Term Spreads and Economic Policy Uncertainty

In August, an elevated economic policy uncertainty index was associated with an increasingly inverted yield curve. The measured Economic Policy Uncertainty (EPU) index as of today is 582 (sure to be revised, but still…).

Buckle up!

Figure 1: Treasury 10yr-3mo term spread (blue, left scale), 10yr-2yr (red, left scale), and 5yr-3mo (teal, left scale), all in %; and Economic Policy Uncertainty (EPU) index (black, right scale). Source: Federal Reserve via FRED, Treasury, and policyuncertainty.com, accessed 9/29.

12 thoughts on “Term Spreads and Economic Policy Uncertainty

  1. Bruce Hall

    Meanwhile, income inequality is the main focus for Sanders and Warren. The new ACS survey reveals that:
    The Gini index for the United States in the 2018 ACS (0.485) was significantly higher than the 2017 ACS estimate. Five states (California, Connecticut, Florida, Louisiana and New York), the District of Columbia and Puerto Rico had Gini indices higher than the United States, and 36 states were lower. . https://www.census.gov/newsroom/press-releases/2019/acs-1year.html

    Special focus for corrective action will be on Florida because it has a Republican governor.

    1. pgl

      Awww Brucie? People are interested in income inequality. Those COMMIES. Yea – we know you are a “let them eat cake” kind of dude. More tax cuts for the rich. End Social Security and Federal health care as we know it! In fact, I bet you want to repeal the 19th amendment!

    2. pgl

      Lord – Bruce Hall must have flunked pre-K reading. From his own link:

      “From 2017 to 2018, the poverty rate declined in 14 states and Puerto Rico. In 2018, the poverty rate increased in only one state: Connecticut. California, Florida, Georgia and North Carolina had declining poverty rates for the fifth year in a row. In three states (Arizona, Illinois and New York), poverty declined for a fourth consecutive year.”

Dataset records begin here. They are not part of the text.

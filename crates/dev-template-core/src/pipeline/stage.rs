//! Pipeline stages and their failure cleanup policy

use std::fmt;

/// Pipeline states, in the order a run passes through them.
///
/// Each variant names the state reached once its entry transition succeeds,
/// so `Stage::TemplatesCopied` failing means "copying templates failed".
#[derive(Debug, Clone, Copy, PartialEq, Eq, PartialOrd, Ord, Hash)]
pub enum Stage {
    Init,
    ConfigValidated,
    DirsCreated,
    TemplatesCopied,
    EnvCreated,
    PackagesInstalled,
    ManifestsWritten,
    Done,
}

/// What to undo when the transition into a stage fails.
#[derive(Debug, Clone, Copy, PartialEq, Eq)]
pub enum Cleanup {
    /// Nothing has touched the filesystem yet
    Nothing,
    /// Remove the project tree this run created
    RemoveProjectTree,
    /// Leave every file in place so the user can finish by hand
    KeepFiles,
}

impl Stage {
    /// Every stage in pipeline order
    pub const ALL: [Stage; 8] = [
        Stage::Init,
        Stage::ConfigValidated,
        Stage::DirsCreated,
        Stage::TemplatesCopied,
        Stage::EnvCreated,
        Stage::PackagesInstalled,
        Stage::ManifestsWritten,
        Stage::Done,
    ];

    /// The stage that follows this one, if any
    pub fn next(self) -> Option<Stage> {
        let idx = Self::ALL.iter().position(|s| *s == self)?;
        Self::ALL.get(idx + 1).copied()
    }

    /// Cleanup hook for a failed transition into this stage.
    ///
    /// Before any user-visible files exist a failure rolls the project tree
    /// back; once templates are on disk nothing is removed.
    pub fn failure_cleanup(self) -> Cleanup {
        match self {
            Stage::Init | Stage::ConfigValidated => Cleanup::Nothing,
            Stage::DirsCreated | Stage::TemplatesCopied => Cleanup::RemoveProjectTree,
            Stage::EnvCreated
            | Stage::PackagesInstalled
            | Stage::ManifestsWritten
            | Stage::Done => Cleanup::KeepFiles,
        }
    }

    /// Present-tense description of the transition into this stage
    pub fn activity(self) -> &'static str {
        match self {
            Stage::Init => "starting",
            Stage::ConfigValidated => "validating configuration",
            Stage::DirsCreated => "creating project directories",
            Stage::TemplatesCopied => "copying templates",
            Stage::EnvCreated => "creating the virtual environment",
            Stage::PackagesInstalled => "installing packages",
            Stage::ManifestsWritten => "writing dependency manifests",
            Stage::Done => "finishing",
        }
    }
}

impl fmt::Display for Stage {
    fn fmt(&self, f: &mut fmt::Formatter<'_>) -> fmt::Result {
        write!(f, "{}", self.activity())
    }
}
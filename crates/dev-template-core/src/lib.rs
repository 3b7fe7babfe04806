//! dev-template core - Shared library for scaffolding Python projects
//!
//! This library turns a validated configuration plus a list of requested
//! packages into a new project on disk: a directory layout, rendered template
//! files, an isolated virtual environment with the packages installed, and
//! dependency manifests that reflect what was actually installed.
//!
//! # Architecture
//!
//! The library is organized into layers:
//!
//! - **Layer 1: Components** - [`config::ConfigStore`], [`templates::TemplateResolver`],
//!   [`environment::EnvironmentProvisioner`] and the [`manifests`] writers
//! - **Layer 2: Orchestration** - [`pipeline::ProjectScaffolder`], an ordered state machine
//!   with per-transition cleanup hooks
//! - **Layer 3: CLI/TUI Interface** - Optional cliclack-based prompts (feature-gated)
//!
//! # Feature Flags
//!
//! - `tui` (default): Enables the cliclack-based TUI prompts module
//!
//! # Example Usage (without TUI)
//!
//! ```ignore
//! use dev_template_core::{ConfigStore, EnvironmentProvisioner, ProjectScaffolder, VenvBackend};
//!
//! let store = ConfigStore::from_env()?;
//! let config = store.load()?;
//! let provisioner = EnvironmentProvisioner::new(VenvBackend::detect());
//! let scaffolder = ProjectScaffolder::new(&config, provisioner);
//! let report = scaffolder.run(&request).await?;
//! ```

pub mod config;
pub mod environment;
pub mod error;
pub mod logging;
pub mod manifests;
pub mod observer;
pub mod pipeline;
pub mod prompt;
pub mod templates;

#[cfg(feature = "tui")]
pub mod tui;

// Re-export main types for convenience
pub use config::{Config, ConfigStore};
pub use environment::{
    EnvironmentBackend, EnvironmentProvisioner, FailureReason, InstallResult, InstallStatus,
    PackageSpec, RetryConfig, VenvBackend,
};
pub use error::{ConfigError, EnvironmentError, ManifestError, ScaffoldError, TemplateError};
pub use observer::{NoObserver, ScaffoldObserver};
pub use pipeline::{ProjectPlan, ProjectRequest, ProjectScaffolder, ScaffoldReport, Stage};
pub use prompt::{Prompter, ScriptedPrompter};
pub use templates::{BundledTemplates, RenderContext, TemplateResolver, TemplateSource};

#[cfg(feature = "tui")]
pub use tui::run;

      So in most of those states where Brucie the incompetent said there was a problem, the problem is being resolved. Now poverty did rise a few states – mostly red states.

      Come on Bruce – if you sign up for remedial reading skills, we’ll pay for it as your comments have a tendency of being either really dumb or down right dishonest.

  2. 2slugbaits

    And this morning we learn that the ISM’s purchasing index tanked bigtime and fell to the lowest level since March 2009. Of course, President Don “Corleone” Trump blames it all on the Fed. I’m sure the economics geniuses over at Fox Business will fall in line and agree with Trump.

  3. baffling

    funny how it is never the don’s fault when things go bad. dysfunctional trade policy and weird economic incentives are not causing poor economic growth. it must be the feds fault! the don never found a problem he couldn’t blame on somebody else.